TASK ITEM: The data below is to be set down exactly.

DATA RECORDS:
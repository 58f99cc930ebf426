use dotenv::dotenv;
use montage_core::ai::multi_agent::SubAgent;
use montage_core::ai::{AiResponse, LanguageModel, Message, ScriptedModel, ToolCall};
use montage_core::document::InMemoryDocument;
use montage_core::jobs::JobCategory;
use montage_core::owner::OwnerLoop;
use montage_core::{Config, CoordError, Coordinator};
use serde_json::{json, Value};
use std::sync::Arc;
use std::time::Duration;
use tokio::sync::Notify;

type Model = Arc<dyn LanguageModel>;

fn invoke(id: &str, specialist: &str, task: &str) -> ToolCall {
    ToolCall::new(id, format!("invoke_{}", specialist), json!({ "task": task }))
}

/// Scripted replies for the demo turn: the supervisor fans out to three
/// specialists, one of which is missing its backend.
fn demo_models(config: &Config) -> (Model, Model, Model) {
    let supervisor = ScriptedModel::new()
        .respond(
            &config.supervisor_model,
            AiResponse::with_tools(vec![
                invoke("s1", "timeline", "Put intro.mp4 at the start of track 1"),
                invoke("s2", "color", "Give the intro a warm grade"),
                invoke("s3", "voice", "Narrate the intro"),
            ]),
        )
        .respond(
            &config.supervisor_model,
            AiResponse::text(
                "The intro clip is on track 1 with a warm grade. Narration is unavailable here.",
            ),
        );

    let timeline = ScriptedModel::new()
        .respond(
            &config.specialist_model,
            AiResponse::with_tools(vec![ToolCall::new(
                "t1",
                "insert_entry",
                json!({
                    "key": "clip/intro",
                    "values": {"source": "intro.mp4", "track": 1, "start": 0.0}
                }),
            )]),
        )
        .respond(&config.specialist_model, AiResponse::text("Placed intro.mp4 at 0.0 on track 1."));

    let color = ScriptedModel::new()
        .respond(
            &config.specialist_model,
            AiResponse::with_tools(vec![ToolCall::new(
                "c1",
                "insert_entry",
                json!({"key": "grade/intro", "values": {"temperature": 6500, "tint": 0.1}}),
            )]),
        )
        .respond(&config.specialist_model, AiResponse::text("Applied a warm grade to the intro."));

    (Arc::new(supervisor), Arc::new(timeline), Arc::new(color))
}

fn main() {
    dotenv().ok();
    env_logger::init();

    let config = Config::from_env();
    log::info!("Starting montage-core host with {:?}", config);

    // This thread owns the document for the rest of the process
    let owner = OwnerLoop::new();
    let handle = owner.handle();
    let doc = Arc::new(InMemoryDocument::new());
    let coordinator = Arc::new(Coordinator::new(config.clone(), handle.clone(), doc.clone()));
    coordinator.start();

    let runtime = match tokio::runtime::Builder::new_multi_thread()
        .enable_all()
        .thread_name("montage-agent")
        .build()
    {
        Ok(runtime) => runtime,
        Err(e) => {
            log::error!("Failed to build async runtime: {}", e);
            std::process::exit(1);
        }
    };

    let export_done = Arc::new(Notify::new());
    let notify = export_done.clone();
    coordinator.jobs().add_listener(Arc::new(
        move |id: &str, result: Option<&Value>, error: Option<&CoordError>| {
            match (result, error) {
                (_, Some(e)) => log::error!("Job '{}' failed: {}", id, e),
                (Some(value), None) => log::info!("Job '{}' finished: {}", id, value),
                (None, None) => log::info!("Job '{}' finished", id),
            }
            notify.notify_one();
        },
    ));
    coordinator.jobs().submit(JobCategory::Export, "export-draft", || {
        std::thread::sleep(Duration::from_millis(200));
        Ok(json!({"path": "draft.mp4", "frames": 240}))
    });

    let (supervisor_model, timeline_model, color_model) = demo_models(&config);
    coordinator.specialists().register(Arc::new(coordinator.document_specialist(
        "timeline",
        "placing, trimming and moving clips on tracks",
        timeline_model,
    )));
    coordinator.specialists().register(Arc::new(coordinator.document_specialist(
        "color",
        "color grading and looks",
        color_model,
    )));
    let voice = coordinator
        .document_specialist("voice", "voice-over generation", supervisor_model.clone())
        .unavailable("no speech engine is configured");
    log::info!("Registering '{}' without its backend", voice.name());
    coordinator.specialists().register(Arc::new(voice));

    let turn = coordinator.clone();
    let stopper = handle.clone();
    runtime.spawn(async move {
        let outcome = turn
            .agent_router(supervisor_model)
            .handle_turn(vec![Message::user(
                "Put the intro clip first, make it warm, and add a narration.",
            )])
            .await;

        for result in &outcome.results {
            log::info!("[{}] {}", result.agent, result.text());
        }
        println!("{}", outcome.response);

        while !turn.mutations().is_idle() {
            tokio::time::sleep(Duration::from_millis(10)).await;
        }
        export_done.notified().await;
        stopper.stop();
    });

    owner.run();

    coordinator.shutdown();
    runtime.shutdown_timeout(Duration::from_secs(1));

    println!("Document: {}", doc.snapshot());
    log::info!(
        "Agent edits applied: {}, dropped: {}",
        coordinator.mutations().applied_count(),
        coordinator.mutations().dropped_count()
    );
}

RESULT:
repository 58f99cc930ebf426
use dotenv::dotenv;
use montage_core::ai::multi_agent::SubAgent;
use montage_core::ai::{AiResponse, LanguageModel, Message, ScriptedModel, ToolCall};
use montage_core::document::InMemoryDocument;
use montage_core::jobs::JobCategory;
use montage_core::owner::OwnerLoop;
use montage_core::{Config, CoordError, Coordinator};
use serde_json::{json, Value};
use std::sync::Arc;
use std::time::Duration;
use tokio::sync::Notify;

type Model = Arc<dyn LanguageModel>;

fn invoke(id: &str, specialist: &str, task: &str) -> ToolCall {
    ToolCall::new(id, format!("invoke_{}", specialist), json!({ "task": task }))
}

/// Scripted replies for the demo turn: the supervisor fans out to three
/// specialists, one of which is missing its backend.
fn demo_models(config: &Config) -> (Model, Model, Model) {
    let supervisor = ScriptedModel::new()
        .respond(
            &config.supervisor_model,
            AiResponse::with_tools(vec![
                invoke("s1", "timeline", "Put intro.mp4 at the start of track 1"),
                invoke("s2", "color", "Give the intro a warm grade"),
                invoke("s3", "voice", "Narrate the intro"),
            ]),
        )
        .respond(
            &config.supervisor_model,
            AiResponse::text(
                "The intro clip is on track 1 with a warm grade. Narration is unavailable here.",
            ),
        );

    let timeline = ScriptedModel::new()
        .respond(
            &config.specialist_model,
            AiResponse::with_tools(vec![ToolCall::new(
                "t1",
                "insert_entry",
                json!({
                    "key": "clip/intro",
                    "values": {"source": "intro.mp4", "track": 1, "start": 0.0}
                }),
            )]),
        )
        .respond(&config.specialist_model, AiResponse::text("Placed intro.mp4 at 0.0 on track 1."));

    let color = ScriptedModel::new()
        .respond(
            &config.specialist_model,
            AiResponse::with_tools(vec![ToolCall::new(
                "c1",
                "insert_entry",
                json!({"key": "grade/intro", "values": {"temperature": 6500, "tint": 0.1}}),
            )]),
        )
        .respond(&config.specialist_model, AiResponse::text("Applied a warm grade to the intro."));

    (Arc::new(supervisor), Arc::new(timeline), Arc::new(color))
}

fn main() {
    dotenv().ok();
    env_logger::init();

    let config = Config::from_env();
    log::info!("Starting montage-core host with {:?}", config);

    // This thread owns the document for the rest of the process
    let owner = OwnerLoop::new();
    let handle = owner.handle();
    let doc = Arc::new(InMemoryDocument::new());
    let coordinator = Arc::new(Coordinator::new(config.clone(), handle.clone(), doc.clone()));
    coordinator.start();

    let runtime = match tokio::runtime::Builder::new_multi_thread()
        .enable_all()
        .thread_name("montage-agent")
        .build()
    {
        Ok(runtime) => runtime,
        Err(e) => {
            log::error!("Failed to build async runtime: {}", e);
            std::process::exit(1);
        }
    };

    let export_done = Arc::new(Notify::new());
    let notify = export_done.clone();
    coordinator.jobs().add_listener(Arc::new(
        move |id: &str, result: Option<&Value>, error: Option<&CoordError>| {
            match (result, error) {
                (_, Some(e)) => log::error!("Job '{}' failed: {}", id, e),
                (Some(value), None) => log::info!("Job '{}' finished: {}", id, value),
                (None, None) => log::info!("Job '{}' finished", id),
            }
            notify.notify_one();
        },
    ));
    coordinator.jobs().submit(JobCategory::Export, "export-draft", || {
        std::thread::sleep(Duration::from_millis(200));
        Ok(json!({"path": "draft.mp4", "frames": 240}))
    });

    let (supervisor_model, timeline_model, color_model) = demo_models(&config);
    coordinator.specialists().register(Arc::new(coordinator.document_specialist(
        "timeline",
        "placing, trimming and moving clips on tracks",
        timeline_model,
    )));
    coordinator.specialists().register(Arc::new(coordinator.document_specialist(
        "color",
        "color grading and looks",
        color_model,
    )));
    let voice = coordinator
        .document_specialist("voice", "voice-over generation", supervisor_model.clone())
        .unavailable("no speech engine is configured");
    log::info!("Registering '{}' without its backend", voice.name());
    coordinator.specialists().register(Arc::new(voice));

    let turn = coordinator.clone();
    let stopper = handle.clone();
    runtime.spawn(async move {
        let outcome = turn
            .agent_router(supervisor_model)
            .handle_turn(vec![Message::user(
                "Put the intro clip first, make it warm, and add a narration.",
            )])
            .await;

        for result in &outcome.results {
            log::info!("[{}] {}", result.agent, result.text());
        }
        println!("{}", outcome.response);

        while !turn.mutations().is_idle() {
            tokio::time::sleep(Duration::from_millis(10)).await;
        }
        export_done.notified().await;
        stopper.stop();
    });

    owner.run();

    coordinator.shutdown();
    runtime.shutdown_timeout(Duration::from_secs(1));

    println!("Document: {}", doc.snapshot());
    log::info!(
        "Agent edits applied: {}, dropped: {}",
        coordinator.mutations().applied_count(),
        coordinator.mutations().dropped_count()
    );
}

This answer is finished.